El salón eléctrico
¿Magnicidio? Imprime la leyenda
El interés por los asesinatos viene de antiguo y el peligro de muerte o la muerte misma no despiertan la misma atención en un mandamás que en un don nadie
Pilar Ruiz 22/07/2024
En CTXT podemos mantener nuestra radical independencia gracias a que las suscripciones suponen el 70% de los ingresos. No aceptamos “noticias” patrocinadas y apenas tenemos publicidad. Si puedes apoyarnos desde 3 euros mensuales, suscribete aquí
Lejos de nuestro ánimo pretender apuntarnos a las teorías conspirativas tan propias de estos tiempos sinsorgas. El frustrado magnicidio contra el golpista que va a sentarse de nuevo en la Casa Blanca tiene mucho de representación, sí, pero no tanto como la famosa ópera de Verdi que los aficionados citan siempre en italiano: Un ballo in maschera. Basada en Gustave III o Le Bal masqué de Augustin de Eugène Scribe, aquel asesinato dio mucho que hablar en los mentideros de la época, aunque la víctima fuese el típico reyezuelo del siglo XVIII, o sea, un anormal. Pueden comprobarlo en Un asunto real (Arcel, 2012) y además disfrutarán de un Mads Mikkelsen hecho todo un ilustrado.
Ilústrame, Mads.
Y sin embargo Gustavo no fue tan popular en su época, ni tan siquiera en su país, y una facción quejica se lo cargó a tiros aprovechando un baile de disfraces, a los que era muy aficionado. ¿Y Verdi? Pues un siglo después se topó con la censura napolitana promonárquica. En París, Napoléon III acababa de sufrir un atentado con bomba, lanzada por el mismísimo inventor: Orsini –cuyo padre era de Lugo, ya ven qué cosas–. Como un regicidio no podía ser el tema principal de una ópera, a Verdi –que cojeaba de la pata izquierda, mejor no meterse en líos– y a su libretista se les ocurrió cambiar Suecia por Boston y al rey por un simple gobernador. La música verdiana brilla, faltaría más, pero con el regicidio enmascarado, el argumento resulta patidifuso.

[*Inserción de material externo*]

use std::collections::HashSet;

use crate::game::adjacency;
use crate::models::{Grid, Position};

/// The ordered, duplicate-free tile path of one drag gesture.
///
/// Two states: Idle (empty) and Active (one or more tiles). Moves that
/// break the path rules are silent no-ops, modeling a drag that passes
/// over a tile the gesture cannot use.
#[derive(Debug, Default)]
pub struct SelectionPath {
    tiles: Vec<Position>,
    // Mirrors `tiles` for O(1) duplicate checks.
    occupied: HashSet<Position>,
}

impl SelectionPath {
    pub fn new() -> Self {
        Self::default()
    }

    pub fn is_active(&self) -> bool {
        !self.tiles.is_empty()
    }

    /// Begin a gesture at `position`. Only valid while Idle; returns false
    /// (and changes nothing) if a gesture is already in progress.
    pub fn start(&mut self, position: Position) -> bool {
        if self.is_active() {
            return false;
        }
        self.tiles.push(position);
        self.occupied.insert(position);
        true
    }

    /// Append `position` to the path. Accepted only while Active, and only
    /// when the tile is unused and adjacent to the current path head.
    pub fn extend(&mut self, position: Position, grid: &Grid) -> bool {
        let Some(last) = self.last() else {
            return false;
        };
        if !grid.contains(position)
            || self.occupied.contains(&position)
            || !adjacency::are_adjacent(last, position)
        {
            return false;
        }
        self.tiles.push(position);
        self.occupied.insert(position);
        true
    }

    /// Reset to Idle. Safe in any state; the ledger is never touched here.
    pub fn clear(&mut self) {
        self.tiles.clear();
        self.occupied.clear();
    }

    pub fn positions(&self) -> &[Position] {
        &self.tiles
    }

    pub fn last(&self) -> Option<Position> {
        self.tiles.last().copied()
    }

    pub fn contains(&self, position: Position) -> bool {
        self.occupied.contains(&position)
    }

    pub fn len(&self) -> usize {
        self.tiles.len()
    }

    pub fn is_empty(&self) -> bool {
        self.tiles.is_empty()
    }

    /// The candidate word: path letters concatenated in selection order.
    /// Recomputed on demand, never cached.
    pub fn word(&self, grid: &Grid) -> String {
        self.tiles
            .iter()
            .filter_map(|position| grid.letter_at(*position))
            .collect()
    }
}

#[cfg(test)]
mod tests {
    use super::*;

    fn grid() -> Grid {
        Grid::from_rows(vec![
            vec!['c', 'a', 'x', 'x'],
            vec!['x', 't', 'x', 'x'],
            vec!['x', 'x', 'x', 'x'],
            vec!['x', 'x', 'x', 'x'],
        ])
        .unwrap()
    }

    #[test]
    fn test_start_only_from_idle() {
        let mut path = SelectionPath::new();
        assert!(path.start(Position::new(0, 0)));
        assert!(!path.start(Position::new(1, 1)));
        assert_eq!(path.len(), 1);
        assert_eq!(path.last(), Some(Position::new(0, 0)));
    }

    #[test]
    fn test_extend_requires_active() {
        let grid = grid();
        let mut path = SelectionPath::new();
        assert!(!path.extend(Position::new(0, 1), &grid));
        assert!(path.is_empty());
    }

    #[test]
    fn test_extend_follows_adjacency() {
        let grid = grid();
        let mut path = SelectionPath::new();
        path.start(Position::new(0, 0));
        assert!(path.extend(Position::new(0, 1), &grid));
        assert!(path.extend(Position::new(1, 1), &grid));
        assert_eq!(path.word(&grid), "CAT");
    }

    #[test]
    fn test_extend_rejects_non_neighbor() {
        let grid = grid();
        let mut path = SelectionPath::new();
        path.start(Position::new(0, 0));
        // Two cells away
        assert!(!path.extend(Position::new(0, 2), &grid));
        assert_eq!(path.len(), 1);
    }

    #[test]
    fn test_extend_rejects_duplicate() {
        let grid = grid();
        let mut path = SelectionPath::new();
        path.start(Position::new(0, 0));
        path.extend(Position::new(0, 1), &grid);
        assert!(!path.extend(Position::new(0, 0), &grid));
        assert_eq!(path.len(), 2);
    }

    #[test]
    fn test_extend_rejects_out_of_bounds() {
        let grid = grid();
        let mut path = SelectionPath::new();
        path.start(Position::new(0, 3));
        assert!(!path.extend(Position::new(0, 4), &grid));
        assert_eq!(path.len(), 1);
    }

    #[test]
    fn test_clear_resets_occupancy() {
        let grid = grid();
        let mut path = SelectionPath::new();
        path.start(Position::new(0, 0));
        path.extend(Position::new(0, 1), &grid);
        path.clear();
        assert!(path.is_empty());
        assert!(!path.is_active());
        // Tiles freed by the clear are selectable again
        assert!(path.start(Position::new(0, 1)));
    }

    #[test]
    fn test_single_tile_path_is_valid() {
        let grid = grid();
        let mut path = SelectionPath::new();
        path.start(Position::new(1, 1));
        assert_eq!(path.word(&grid), "T");
    }
}
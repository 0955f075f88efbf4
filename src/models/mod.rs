pub mod game;

pub use game::{
    // Board types
    Grid, Position, Tile,
    // Render projection
    RenderSnapshot, TileHighlight, TileView,
    // Validation outcomes
    WordOutcome,
};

Da igual, es un éxito desde entonces.
Porque el interés del respetable por los magnicidios viene de antiguo y el peligro de muerte o la muerte misma no despiertan la misma atención en un mandamás que en un don nadie. Comparen un arañazo en la oreja con el diario genocidio palestino o los fines de semana plagados de feminicidios, otros “cidios” menos mediáticos. Porque a la gente –al vulgo, que diría Gustavo de Suecia– le van los “cidios” de famosos desde tiempos pretéritos, si me apuran, desde antes de Julio César y su muerte narrada mil veces; solo le falta un musical en la Gran Vía. Para muestra, un botón austrohúngaro –homenaje a Berlanga–: la trágica muerte de la súper reina del colorín, Sissi. Toda una influencer de su época, rescatada ahora como icono feminista –ejem– en multitud de producciones audiovisuales muy alejadas del edulcorado colorinchi de la posguerra alemana –había que olvidar algunos marrones– que hizo famosa a una jovencísima Romy Schneider. Si entonces no salía ningún anarquista para aguar la festen, ahora, su muerte a manos de Luigi Lucheni da sentido al sinsentido de una vida infeliz, de soledad, depresión y anorexia en un paralelismo atroz con otro icono tonto de estos tiempos: Lady Di, aunque, en su caso, el anarquista fuera el pilar de un puente. Series como Sissi (2021) o La emperatriz (2022) apuntalan el mito cursi mientras que La emperatriz rebelde (2024) le da la vuelta. Pero es en Sisi y yo (2023) donde la directora Frauke Finsterwalder lo convierte en una acerada caricatura de incontinencia petarda y tiránica, tanto que terminas deseando que llegue cuanto antes el puñal anarco. Como su compatriota Maria Antonieta en versión de Sofía Coppola (2006), otra emperatriz de la frivolidad caída a manos de gente harta y paupérrima. Rencorosa.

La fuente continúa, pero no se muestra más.